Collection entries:
-- Opening Marker --
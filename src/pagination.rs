//! Page slicing for the posts index

use serde::Serialize;

/// Position within a paginated listing
#[derive(Debug, Clone, Copy, PartialEq, Eq, Serialize)]
pub struct Pagination {
    /// 1-based page number
    pub current_page: usize,
    /// Always at least 1, even for an empty listing
    pub total_pages: usize,
}

impl Pagination {
    pub fn new(current_page: usize, total_pages: usize) -> Self {
        let total_pages = total_pages.max(1);
        Self {
            current_page: current_page.clamp(1, total_pages),
            total_pages,
        }
    }

    pub fn has_prev(&self) -> bool {
        self.current_page > 1
    }

    pub fn has_next(&self) -> bool {
        self.current_page < self.total_pages
    }
}

/// Number of pages needed for `count` items; never less than 1
pub fn total_pages(count: usize, page_size: usize) -> usize {
    count.div_ceil(page_size.max(1)).max(1)
}

/// Items on one page plus the pagination state
#[derive(Debug, Clone, PartialEq)]
pub struct PageSlice<'a, T> {
    pub items: &'a [T],
    pub pagination: Pagination,
}

/// Slice out page `page` (1-based) of `items`.
///
/// Page 0 is treated as page 1. Pages past the end yield no items but still
/// report the real page count.
pub fn paginate<T>(items: &[T], page_size: usize, page: usize) -> PageSlice<'_, T> {
    let page_size = page_size.max(1);
    let total = total_pages(items.len(), page_size);
    let page = page.max(1);

    let start = (page - 1).saturating_mul(page_size).min(items.len());
    let end = start.saturating_add(page_size).min(items.len());

    PageSlice {
        items: &items[start..end],
        pagination: Pagination {
            current_page: page,
            total_pages: total,
        },
    }
}

/// Route of a posts index page: page 1 is the listing root
pub fn page_path(base: &str, page: usize) -> String {
    let base = base.trim_matches('/');
    if page <= 1 {
        format!("{}/", base)
    } else {
        format!("{}/page/{}/", base, page)
    }
}
//! Searchable, paginated grid of posts (the posts index)

use super::card::render_card_list;
use crate::config::SiteConfig;
use crate::content::Post;
use crate::helpers::{html_escape, url_for};
use crate::pagination::{page_path, Pagination};
use crate::search::filter_posts;

/// State of a posts listing page
#[derive(Debug, Clone)]
pub struct ListingView<'a> {
    title: String,
    posts: &'a [Post],
    initial_display_posts: &'a [Post],
    pagination: Option<Pagination>,
    tag: Option<String>,
    query: String,
}

impl<'a> ListingView<'a> {
    pub fn new(title: impl Into<String>, posts: &'a [Post]) -> Self {
        Self {
            title: title.into(),
            posts,
            initial_display_posts: &[],
            pagination: None,
            tag: None,
            query: String::new(),
        }
    }

    /// Precomputed first render, shown while no query is active
    pub fn with_initial_display(mut self, posts: &'a [Post]) -> Self {
        self.initial_display_posts = posts;
        self
    }

    pub fn with_pagination(mut self, pagination: Pagination) -> Self {
        self.pagination = Some(pagination);
        self
    }

    /// Restrict browser-side search to posts carrying the tag with `slug`
    pub fn with_tag(mut self, slug: impl Into<String>) -> Self {
        self.tag = Some(slug.into());
        self
    }

    pub fn set_query(&mut self, query: impl Into<String>) {
        self.query = query.into();
    }

    /// Posts matching the current query
    pub fn filtered(&self) -> Vec<&'a Post> {
        filter_posts(&self.query, self.posts)
    }

    /// Posts to show: the initial page while idle, every match while searching
    pub fn displayed(&self) -> Vec<&'a Post> {
        if !self.initial_display_posts.is_empty() && self.query.is_empty() {
            self.initial_display_posts.iter().collect()
        } else {
            self.filtered()
        }
    }

    /// Not-found message when the query matches nothing
    pub fn not_found(&self) -> Option<String> {
        not_found(&self.query, self.filtered().is_empty())
    }

    /// Pagination controls, hidden while searching or for a single page
    pub fn visible_pagination(&self) -> Option<Pagination> {
        self.pagination
            .filter(|p| p.total_pages > 1 && self.query.is_empty())
    }

    /// Render the listing body; `base_path` is the route of page 1
    pub fn render(&self, config: &SiteConfig, base_path: &str) -> String {
        let mut html = String::from(r#"<section class="listing">"#);
        html.push_str(&render_heading(&self.title, &self.query, self.tag.as_deref()));
        html.push_str(&render_not_found(&self.query, self.filtered().is_empty()));
        html.push_str(&render_card_list(config, &self.displayed()));
        if let Some(pagination) = self.visible_pagination() {
            html.push_str(&render_pagination(config, &pagination, base_path));
        }
        html.push_str("</section>");
        html
    }
}

pub(super) fn not_found(query: &str, no_results: bool) -> Option<String> {
    no_results.then(|| crate::search::not_found_message(query))
}

/// Title plus the search box; `tag` limits the search to one tag's posts
pub(super) fn render_heading(title: &str, query: &str, tag: Option<&str>) -> String {
    let scope = tag
        .map(|slug| format!(r#" data-tag="{}""#, html_escape(slug)))
        .unwrap_or_default();
    format!(
        r#"<header class="listing-header"><h1>{}</h1><input id="search" type="text" aria-label="Search articles" placeholder="Search articles"{} value="{}"></header>"#,
        html_escape(title),
        scope,
        html_escape(query)
    )
}

/// Not-found banner; rendered hidden when there are results so the browser
/// script can reveal it
pub(super) fn render_not_found(query: &str, no_results: bool) -> String {
    format!(
        r#"<div id="not-found" class="not-found"{}><span class="query">" {} "</span><span> is not found</span></div>"#,
        if no_results { "" } else { " hidden" },
        html_escape(query)
    )
}

/// Previous / "N of M" / next controls
pub fn render_pagination(config: &SiteConfig, pagination: &Pagination, base_path: &str) -> String {
    let mut html = String::from(r#"<nav id="pagination" class="pagination">"#);

    if pagination.has_prev() {
        html.push_str(&format!(
            r#"<a class="pagination-prev" rel="previous" href="{}">Previous</a>"#,
            url_for(config, &page_path(base_path, pagination.current_page - 1))
        ));
    } else {
        html.push_str(r#"<span class="pagination-prev disabled">Previous</span>"#);
    }

    html.push_str(&format!(
        r#"<span class="pagination-current">{} of {}</span>"#,
        pagination.current_page, pagination.total_pages
    ));

    if pagination.has_next() {
        html.push_str(&format!(
            r#"<a class="pagination-next" rel="next" href="{}">Next</a>"#,
            url_for(config, &page_path(base_path, pagination.current_page + 1))
        ));
    } else {
        html.push_str(r#"<span class="pagination-next disabled">Next</span>"#);
    }

    html.push_str("</nav>");
    html
}
//! Homepage: latest posts with search

use super::card::render_card_list;
use super::listing::{not_found, render_heading, render_not_found};
use crate::config::SiteConfig;
use crate::content::Post;
use crate::helpers::{link_to, url_for};
use crate::search::filter_posts;

/// State of the homepage
#[derive(Debug, Clone)]
pub struct HomeView<'a> {
    posts: &'a [Post],
    max_display: usize,
    query: String,
}

impl<'a> HomeView<'a> {
    pub fn new(posts: &'a [Post], max_display: usize) -> Self {
        Self {
            posts,
            max_display,
            query: String::new(),
        }
    }

    pub fn set_query(&mut self, query: impl Into<String>) {
        self.query = query.into();
    }

    pub fn filtered(&self) -> Vec<&'a Post> {
        filter_posts(&self.query, self.posts)
    }

    /// Latest `max_display` posts, or every match while searching
    pub fn displayed(&self) -> Vec<&'a Post> {
        if self.query.is_empty() {
            self.posts.iter().take(self.max_display).collect()
        } else {
            self.filtered()
        }
    }

    pub fn not_found(&self) -> Option<String> {
        not_found(&self.query, self.filtered().is_empty())
    }

    /// The "All Posts" link only appears when some posts are cut off
    pub fn shows_all_posts_link(&self) -> bool {
        self.posts.len() > self.max_display
    }

    pub fn render(&self, config: &SiteConfig) -> String {
        let mut html = String::from(r#"<section class="home">"#);
        html.push_str(&render_heading("Latest", &self.query, None));
        html.push_str(&render_not_found(&self.query, self.filtered().is_empty()));
        html.push_str(&render_card_list(config, &self.displayed()));
        if self.shows_all_posts_link() {
            html.push_str(&format!(
                r#"<div class="all-posts">{}</div>"#,
                link_to(
                    &url_for(config, &format!("{}/", config.category)),
                    "All Posts &rarr;",
                    Some("all-posts-link"),
                )
            ));
        }
        html.push_str("</section>");
        html
    }
}

#[cfg(test)]
mod tests {
    use super::*;
    use chrono::{Duration, Local, TimeZone};

    fn posts(count: usize) -> Vec<Post> {
        let start = Local.with_ymd_and_hms(2024, 6, 1, 0, 0, 0).unwrap();
        (0..count)
            .map(|i| {
                Post::new(format!("p{}", i), format!("Flutter tip {}", i), start - Duration::days(i as i64))
                    .with_tags(if i == 11 { vec!["rare"] } else { vec!["flutter"] })
            })
            .collect()
    }

    #[test]
    fn test_caps_display_without_query() {
        let all = posts(12);
        let view = HomeView::new(&all, 10);
        assert_eq!(view.displayed().len(), 10);
        assert!(view.shows_all_posts_link());
        assert!(view.render(&SiteConfig::default()).contains(r#"href="/posts/""#));
    }

    #[test]
    fn test_search_reaches_past_the_cap() {
        let all = posts(12);
        let mut view = HomeView::new(&all, 10);
        view.set_query("Rare");
        let shown = view.displayed();
        assert_eq!(shown.len(), 1);
        assert_eq!(shown[0].slug, "p11");
    }

    #[test]
    fn test_no_link_when_everything_fits() {
        let all = posts(10);
        let view = HomeView::new(&all, 10);
        assert!(!view.shows_all_posts_link());
        assert!(!view.render(&SiteConfig::default()).contains("all-posts-link"));
    }

    #[test]
    fn test_not_found_message() {
        let all = posts(3);
        let mut view = HomeView::new(&all, 10);
        view.set_query("nonexistent-term-xyz");
        assert!(view.displayed().is_empty());
        assert_eq!(
            view.not_found().as_deref(),
            Some("\" nonexistent-term-xyz \" is not found")
        );
    }
}
//! Small HTML and URL helpers shared by the views and the generator

mod html;
mod url;

pub use html::*;
pub use url::*;
//! Clean the public directory

use anyhow::Result;
use std::fs;

use crate::Folio;

/// Remove the generated site
pub fn run(folio: &Folio) -> Result<()> {
    if folio.public_dir.exists() {
        fs::remove_dir_all(&folio.public_dir)?;
        tracing::info!("Deleted: {:?}", folio.public_dir);
    } else {
        tracing::debug!("Nothing to clean at {:?}", folio.public_dir);
    }
    Ok(())
}

#[cfg(test)]
mod tests {
    use super::*;
    use crate::config::SiteConfig;

    #[test]
    fn test_clean_removes_public_dir() {
        let dir = tempfile::tempdir().unwrap();
        let folio = Folio::with_config(dir.path().to_path_buf(), SiteConfig::default());
        fs::create_dir_all(folio.public_dir.join("posts")).unwrap();
        fs::write(folio.public_dir.join("index.html"), "<html>").unwrap();

        run(&folio).unwrap();
        assert!(!folio.public_dir.exists());

        // Cleaning twice is fine
        run(&folio).unwrap();
    }
}
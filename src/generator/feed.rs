//! Atom feed

use chrono::{DateTime, Utc};

use crate::config::SiteConfig;
use crate::content::Post;
use crate::helpers::{escape_xml, full_url_for};

/// Build an Atom document for `posts`, newest first
pub fn atom_feed(config: &SiteConfig, posts: &[Post], now: DateTime<Utc>) -> String {
    let home = full_url_for(config, "");
    let updated = posts
        .first()
        .map(|p| p.date.with_timezone(&Utc))
        .unwrap_or(now);

    let mut feed = String::new();
    feed.push_str(r#"<?xml version="1.0" encoding="utf-8"?>"#);
    feed.push('\n');
    feed.push_str(r#"<feed xmlns="http://www.w3.org/2005/Atom">"#);
    feed.push('\n');
    feed.push_str(&format!("  <title>{}</title>\n", escape_xml(&config.title)));
    if !config.description.is_empty() {
        feed.push_str(&format!(
            "  <subtitle>{}</subtitle>\n",
            escape_xml(&config.description)
        ));
    }
    feed.push_str(&format!(
        "  <link href=\"{}\" rel=\"self\"/>\n",
        escape_xml(&full_url_for(config, "atom.xml"))
    ));
    feed.push_str(&format!("  <link href=\"{}\"/>\n", escape_xml(&home)));
    feed.push_str(&format!("  <updated>{}</updated>\n", updated.to_rfc3339()));
    feed.push_str(&format!("  <id>{}</id>\n", escape_xml(&home)));
    feed.push_str(&format!(
        "  <author>\n    <name>{}</name>\n  </author>\n",
        escape_xml(&config.author)
    ));

    for post in posts {
        let url = escape_xml(&full_url_for(config, &post.path(&config.category)));
        feed.push_str("  <entry>\n");
        feed.push_str(&format!("    <title>{}</title>\n", escape_xml(&post.title)));
        feed.push_str(&format!("    <link href=\"{}\"/>\n", url));
        feed.push_str(&format!("    <id>{}</id>\n", url));
        feed.push_str(&format!(
            "    <published>{}</published>\n",
            post.date.to_rfc3339()
        ));
        feed.push_str(&format!("    <updated>{}</updated>\n", post.date.to_rfc3339()));
        if !post.summary.is_empty() {
            feed.push_str(&format!(
                "    <summary type=\"html\">{}</summary>\n",
                escape_xml(&post.summary)
            ));
        }
        feed.push_str(&format!(
            "    <content type=\"html\">{}</content>\n",
            escape_xml(&post.content)
        ));
        for tag in &post.tags {
            feed.push_str(&format!("    <category term=\"{}\"/>\n", escape_xml(tag)));
        }
        feed.push_str("  </entry>\n");
    }

    feed.push_str("</feed>\n");
    feed
}
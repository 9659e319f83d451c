//! Document shell shared by every page, plus the bundled browser assets

use super::footer::render_footer;
use crate::config::SiteConfig;
use crate::helpers::{full_url_for, html_escape, meta_generator, url_for};

/// Output path of the browser script, relative to the public dir
pub const SCRIPT_PATH: &str = "js/folio.js";
/// Output path of the stylesheet, relative to the public dir
pub const STYLE_PATH: &str = "css/folio.css";
/// Output path of the search index, relative to the public dir
pub const SEARCH_INDEX_PATH: &str = "search.json";

/// Browser side of search-as-you-type and the TOC scroll-spy.
///
/// Mirrors `search::filter_posts` and `scrollspy::ScrollSpy`. Empty queries
/// restore the server-rendered list and banner, searching hides pagination,
/// and a `data-tag` on the search box limits matches to that tag's posts.
/// Scroll and resize events are coalesced into one recompute per frame.
pub const SITE_SCRIPT: &str = r#"(function () {
  'use strict';

  function escapeHtml(s) {
    return String(s).replace(/[&<>"']/g, function (c) {
      return { '&': '&amp;', '<': '&lt;', '>': '&gt;', '"': '&quot;', "'": '&#39;' }[c];
    });
  }

  function setupSearch(input) {
    var list = document.getElementById('post-list');
    var notFound = document.getElementById('not-found');
    var pagination = document.getElementById('pagination');
    if (!list || !notFound) return;

    var queryText = notFound.querySelector('.query');
    var initialList = list.innerHTML;
    var initialNotFound = notFound.hidden;
    var initialQuery = queryText.textContent;
    var tag = input.dataset.tag;
    var index = null;

    function card(p) {
      var tags = p.tags.map(function (t) {
        return '<li><a class="tag" href="' + escapeHtml(t.url) + '">' + escapeHtml(t.name) + '</a></li>';
      }).join('');
      return '<li class="card" data-slug="' + escapeHtml(p.slug) + '"><article>' +
        '<a class="card-title" href="' + escapeHtml(p.url) + '"><h2>' + escapeHtml(p.title) + '</h2></a>' +
        '<time datetime="' + escapeHtml(p.date) + '">' + escapeHtml(p.display_date) + '</time>' +
        (p.summary ? '<p class="card-summary">' + escapeHtml(p.summary) + '</p>' : '') +
        (tags ? '<ul class="card-tags">' + tags + '</ul>' : '') +
        '</article></li>';
    }

    function haystack(p) {
      return p.title + p.summary + p.tags.map(function (t) { return t.name; }).join(' ');
    }

    function update() {
      var query = input.value;
      if (!query) {
        list.innerHTML = initialList;
        notFound.hidden = initialNotFound;
        queryText.textContent = initialQuery;
        if (pagination) pagination.hidden = false;
        return;
      }
      if (!index) return;
      var needle = query.toLowerCase();
      var matches = index.filter(function (p) {
        return haystack(p).toLowerCase().indexOf(needle) !== -1;
      });
      list.innerHTML = matches.map(card).join('');
      queryText.textContent = '" ' + query + ' "';
      notFound.hidden = matches.length > 0;
      if (pagination) pagination.hidden = true;
    }

    fetch(document.body.dataset.searchIndex)
      .then(function (r) { return r.json(); })
      .then(function (data) {
        index = tag ? data.filter(function (p) {
          return p.tags.some(function (t) { return t.slug === tag; });
        }) : data;
        update();
      });
    input.addEventListener('input', update);
  }

  function setupScrollSpy(toc) {
    var offset = parseFloat(toc.dataset.offset) || 100;
    var links = Array.prototype.slice.call(toc.querySelectorAll('a.toc-link'));
    var targets = links.map(function (a) {
      return document.getElementById(decodeURIComponent(a.hash.slice(1)));
    });
    var pending = false;

    function topOf(el) {
      return el.getBoundingClientRect().top + window.scrollY;
    }

    function activate(index) {
      links.forEach(function (a, i) { a.classList.toggle('active', i === index); });
    }

    function frame() {
      pending = false;
      var threshold = window.scrollY + offset;
      var active = -1;
      targets.forEach(function (el, i) {
        if (el && topOf(el) <= threshold) active = i;
      });
      activate(active);
    }

    function schedule() {
      if (pending) return;
      pending = true;
      window.requestAnimationFrame(frame);
    }

    links.forEach(function (a, i) {
      a.addEventListener('click', function (e) {
        var target = targets[i];
        if (!target) return;
        e.preventDefault();
        activate(i);
        window.scrollTo({ top: topOf(target) - offset, behavior: 'smooth' });
        history.replaceState(null, '', a.hash);
      });
    });

    window.addEventListener('scroll', schedule, { passive: true });
    window.addEventListener('resize', schedule);
    window.addEventListener('pagehide', function () {
      window.removeEventListener('scroll', schedule);
      window.removeEventListener('resize', schedule);
    });
    schedule();
  }

  var input = document.getElementById('search');
  if (input) setupSearch(input);
  var toc = document.querySelector('.table-of-contents');
  if (toc) setupScrollSpy(toc);
})();
"#;

pub const SITE_STYLE: &str = r#"body { margin: 0 auto; max-width: 64rem; padding: 0 1rem; font-family: system-ui, sans-serif; }
.site-header nav a { margin-right: 1rem; }
.post-grid { display: grid; gap: 1rem; list-style: none; padding: 0; }
@media (min-width: 768px) { .post-grid { grid-template-columns: repeat(2, 1fr); } }
.card { border: 1px solid #ccc; border-radius: .5rem; padding: 1rem; }
.card-tags, .post-tags { display: flex; gap: .5rem; list-style: none; padding: 0; }
.not-found { padding: 3rem 0; text-align: center; }
.not-found .query { font-size: 1.5rem; font-weight: 500; color: #d20f39; }
.pagination { display: flex; justify-content: space-between; padding: 2rem 0; }
.post-layout { display: grid; gap: 2rem; }
@media (min-width: 1024px) { .post-layout { grid-template-columns: 3fr 1fr; } }
.post-sidebar { position: sticky; top: 100px; align-self: start; }
.table-of-contents ul { list-style: none; padding: 0; }
.toc-link.active { font-weight: 500; text-decoration: underline; color: #fe640b; }
.toc-level-3 { padding-left: 1rem; }
.site-footer { display: flex; flex-direction: column; align-items: center; margin: 4rem 0 1rem; }
.social-links, .attribution { display: flex; gap: .5rem; }
.sr-only { position: absolute; width: 1px; height: 1px; overflow: hidden; clip: rect(0 0 0 0); }
"#;

/// Per-page metadata for the document head
#[derive(Debug, Clone)]
pub struct PageMeta<'a> {
    pub title: &'a str,
    pub description: &'a str,
    /// Route of the page relative to the site root
    pub path: &'a str,
}

/// Wrap `body` in the full HTML document
pub fn render_page(config: &SiteConfig, meta: &PageMeta, body: &str, year: i32) -> String {
    let title = if meta.title == config.title {
        html_escape(&config.title)
    } else {
        format!("{} - {}", html_escape(meta.title), html_escape(&config.title))
    };
    let description = if meta.description.is_empty() {
        config.description.as_str()
    } else {
        meta.description
    };

    format!(
        r#"<!DOCTYPE html>
<html lang="{lang}">
<head>
<meta charset="utf-8">
<meta name="viewport" content="width=device-width, initial-scale=1">
<title>{title}</title>
<meta name="description" content="{description}">
<link rel="canonical" href="{canonical}">
<link rel="alternate" type="application/atom+xml" href="{feed}" title="{site_title}">
<link rel="stylesheet" href="{style}">
{generator}
</head>
<body data-search-index="{search_index}">
<header class="site-header"><nav><a href="{home}">{site_title}</a><a href="{posts}">Posts</a></nav></header>
<main>
{body}
</main>
{footer}
<script src="{script}" defer></script>
</body>
</html>
"#,
        lang = html_escape(&config.language),
        title = title,
        description = html_escape(description),
        canonical = full_url_for(config, meta.path),
        feed = url_for(config, "atom.xml"),
        site_title = html_escape(&config.title),
        style = url_for(config, STYLE_PATH),
        generator = meta_generator(),
        search_index = url_for(config, SEARCH_INDEX_PATH),
        home = url_for(config, ""),
        posts = url_for(config, &format!("{}/", config.category)),
        body = body,
        footer = render_footer(config, year),
        script = url_for(config, SCRIPT_PATH),
    )
}
//! Initialize a new site

use anyhow::Result;
use std::fs;
use std::path::Path;

use crate::CONFIG_FILE;

const DEFAULT_CONFIG: &str = r#"# Site
title: Folio
description: ''
author: John Doe
author_url: ''
email: ''
language: en

# URL
url: http://example.com
root: /

# Directory
source_dir: data
category: posts
public_dir: public
tag_dir: tags
static_dir: static

# Listing
max_display: 10
posts_per_page: 10

# Footer links, empty entries are hidden
social:
  linkedin: ''
  upwork: ''
  github: ''
  facebook: ''
  instagram: ''
  youtube: ''

# Table of contents
toc:
  offset: 100
  max_depth: 3

highlight:
  theme: base16-ocean.dark
  line_number: false
"#;

const POST_SCAFFOLD: &str = r#"---
title: {{ title }}
date: {{ date }}
summary:
tags:
---
"#;

/// Create the directory layout, a default config and a sample post
pub fn init_site(target_dir: &Path) -> Result<()> {
    if target_dir.join(CONFIG_FILE).exists() {
        anyhow::bail!("{} already exists in {:?}", CONFIG_FILE, target_dir);
    }

    fs::create_dir_all(target_dir.join("data/posts"))?;
    fs::create_dir_all(target_dir.join("static"))?;
    fs::create_dir_all(target_dir.join("scaffolds"))?;

    fs::write(target_dir.join(CONFIG_FILE), DEFAULT_CONFIG)?;
    fs::write(target_dir.join("scaffolds/post.md"), POST_SCAFFOLD)?;

    let now = chrono::Local::now();
    let sample_post = format!(
        r#"---
title: Hello World
date: {}
summary: The first post on this site.
tags: [welcome]
---

Welcome! This post lives in `data/posts/hello-world.md`.

## Writing

Create a post with:

```bash
$ folio new "My New Post"
```

## Previewing

```bash
$ folio server --open
```

## Publishing

```bash
$ folio generate
```

The site is written to `public/`.
"#,
        now.format("%Y-%m-%d %H:%M:%S")
    );

    fs::write(target_dir.join("data/posts/hello-world.md"), sample_post)?;
    tracing::debug!("Scaffolded site in {:?}", target_dir);

    Ok(())
}

#[cfg(test)]
mod tests {
    use super::*;
    use crate::content::loader::ContentLoader;
    use crate::Folio;

    #[test]
    fn test_init_site_is_loadable() {
        let dir = tempfile::tempdir().unwrap();
        init_site(dir.path()).unwrap();

        let folio = Folio::new(dir.path()).unwrap();
        assert_eq!(folio.config.title, "Folio");
        assert_eq!(folio.config.toc.offset, 100.0);

        let posts = ContentLoader::new(&folio).load_posts().unwrap();
        assert_eq!(posts.len(), 1);
        assert_eq!(posts[0].slug, "hello-world");
        assert_eq!(posts[0].tags, vec!["welcome"]);
        assert_eq!(posts[0].toc.len(), 3);
    }

    #[test]
    fn test_init_refuses_existing_site() {
        let dir = tempfile::tempdir().unwrap();
        init_site(dir.path()).unwrap();
        assert!(init_site(dir.path()).is_err());
    }
}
-- Closing Marker --
If a line comes after the one containing "less than 1", leave it out; set down every line of the data before it, and that line itself, exactly.

filename src/pagination.rs
//! Page slicing for the posts index

use serde::Serialize;

/// Position within a paginated listing
#[derive(Debug, Clone, Copy, PartialEq, Eq, Serialize)]
pub struct Pagination {
    /// 1-based page number
    pub current_page: usize,
    /// Always at least 1, even for an empty listing
    pub total_pages: usize,
}

impl Pagination {
    pub fn new(current_page: usize, total_pages: usize) -> Self {
        let total_pages = total_pages.max(1);
        Self {
            current_page: current_page.clamp(1, total_pages),
            total_pages,
        }
    }

    pub fn has_prev(&self) -> bool {
        self.current_page > 1
    }

    pub fn has_next(&self) -> bool {
        self.current_page < self.total_pages
    }
}

/// Number of pages needed for `count` items; never less than 1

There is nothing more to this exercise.